Die Kanzlerin erlebt einen Winter des Missvergnügens. Und der hält mit der unkalkulierbaren und deshalb brandgefährlichen Hartz-IV-Debatte einen neuen Tiefpunkt bereit.

Angela Merkel wird nämlich erklären müssen, ob sie Guido Westerwelles Großangriff auf den ausufernden Sozialstaat teilt. Denn die Debatte hat jetzt eine Eskalationsstufe erreicht, die die Kanzlerin nicht ignorieren kann. Bürger, Partei und auch der Koalitionspartner haben ein Recht darauf zu erfahren, ob Merkel im Kern hinter der Kritik ihres Stellvertreters steht. Und sie wird diese Klarstellung nicht ihrem Generalsekretär oder dem Fraktionsvorsitzenden überlassen können. Merkel, die sich öffentlich so ungern festlegen lässt, kann dabei allerdings nur verlieren. Springt sie Westerwelle auch nur im Ansatz bei, riskiert sie Stimmenverluste bei der Landtagswahl in Nordrhein-Westfalen. Tut sie es nicht, werden die nächsten Monate noch unerfreulicher, was die Beziehung zur FDP anbetrifft.
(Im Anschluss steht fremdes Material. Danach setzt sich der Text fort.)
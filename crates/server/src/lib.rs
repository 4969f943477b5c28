pub mod doc;
pub mod dtos;
pub mod error;
pub mod routes;
pub mod utils;

use crate::{
    doc::ApiDoc,
    routes::{health, root, school_class, subject, teacher, time_slot, timetable_entry},
};
use axum::{Json, Router, routing::get};
use sea_orm::DatabaseConnection;
use tower::ServiceBuilder;
use tower_http::compression::CompressionLayer;
use utoipa::OpenApi;
use utoipa_axum::{router::OpenApiRouter, routes};

/// Served alongside the API
pub const OPENAPI_PATH: &str = "/api-docs/openapi.json";

#[derive(Clone)]
pub struct AppState {
    pub db: DatabaseConnection,
}

/// Builds the admin API with its OpenAPI document
pub fn router(state: AppState) -> Router {
    let (router, api) = OpenApiRouter::with_openapi(ApiDoc::openapi())
        .routes(routes!(root::root))
        .routes(routes!(health::health))
        .routes(routes!(teacher::list_teachers, teacher::create_teacher))
        .routes(routes!(
            teacher::get_teacher,
            teacher::update_teacher,
            teacher::delete_teacher
        ))
        .routes(routes!(school_class::list_classes, school_class::create_class))
        .routes(routes!(
            school_class::get_class,
            school_class::update_class,
            school_class::delete_class
        ))
        .routes(routes!(subject::list_subjects, subject::create_subject))
        .routes(routes!(
            subject::get_subject,
            subject::update_subject,
            subject::delete_subject
        ))
        .routes(routes!(time_slot::list_time_slots, time_slot::create_time_slot))
        .routes(routes!(
            time_slot::get_time_slot,
            time_slot::update_time_slot,
            time_slot::delete_time_slot
        ))
        .routes(routes!(
            timetable_entry::list_entries,
            timetable_entry::create_entry
        ))
        .routes(routes!(
            timetable_entry::get_entry,
            timetable_entry::update_entry,
            timetable_entry::delete_entry
        ))
        .split_for_parts();

    router
        .route(OPENAPI_PATH, get(move || async move { Json(api) }))
        .layer(ServiceBuilder::new().layer(CompressionLayer::new()))
        .with_state(state)
}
Dagegen ist der Aufstand der Konservativen in der Union, die Merkel jetzt per Anzeige einen Linksruck vorwerfen, ein Klacks. Zwar ist es nicht zu unterschätzen, wenn sich der rechte Flügel Sorgen um das Profil und die Stammwählerschaft der Partei macht. Aber Merkel hat sich vom Bundesvorstand längst die Prokura für die Neuausrichtung der CDU geholt. Selbst hochrangige Parteifreunde, die sonst nicht immer Merkels Meinung sind, sehen in der Rückkehr zum alten Adenauer-Geist kein Rezept mehr für die Zukunft.

Merkels Einladung an die Kritiker, mit ihr in der Parteizentrale zu diskutieren, ist ein geschickter Schachzug. Das gibt den Aufständischen zumindest schon mal das Gefühl, angehört zu werden. Und angesichts des Ärgers in der Koalition kann Merkel an einer entspannten Atmosphäre zumindest in der eigenen Partei ja nur gelegen sein.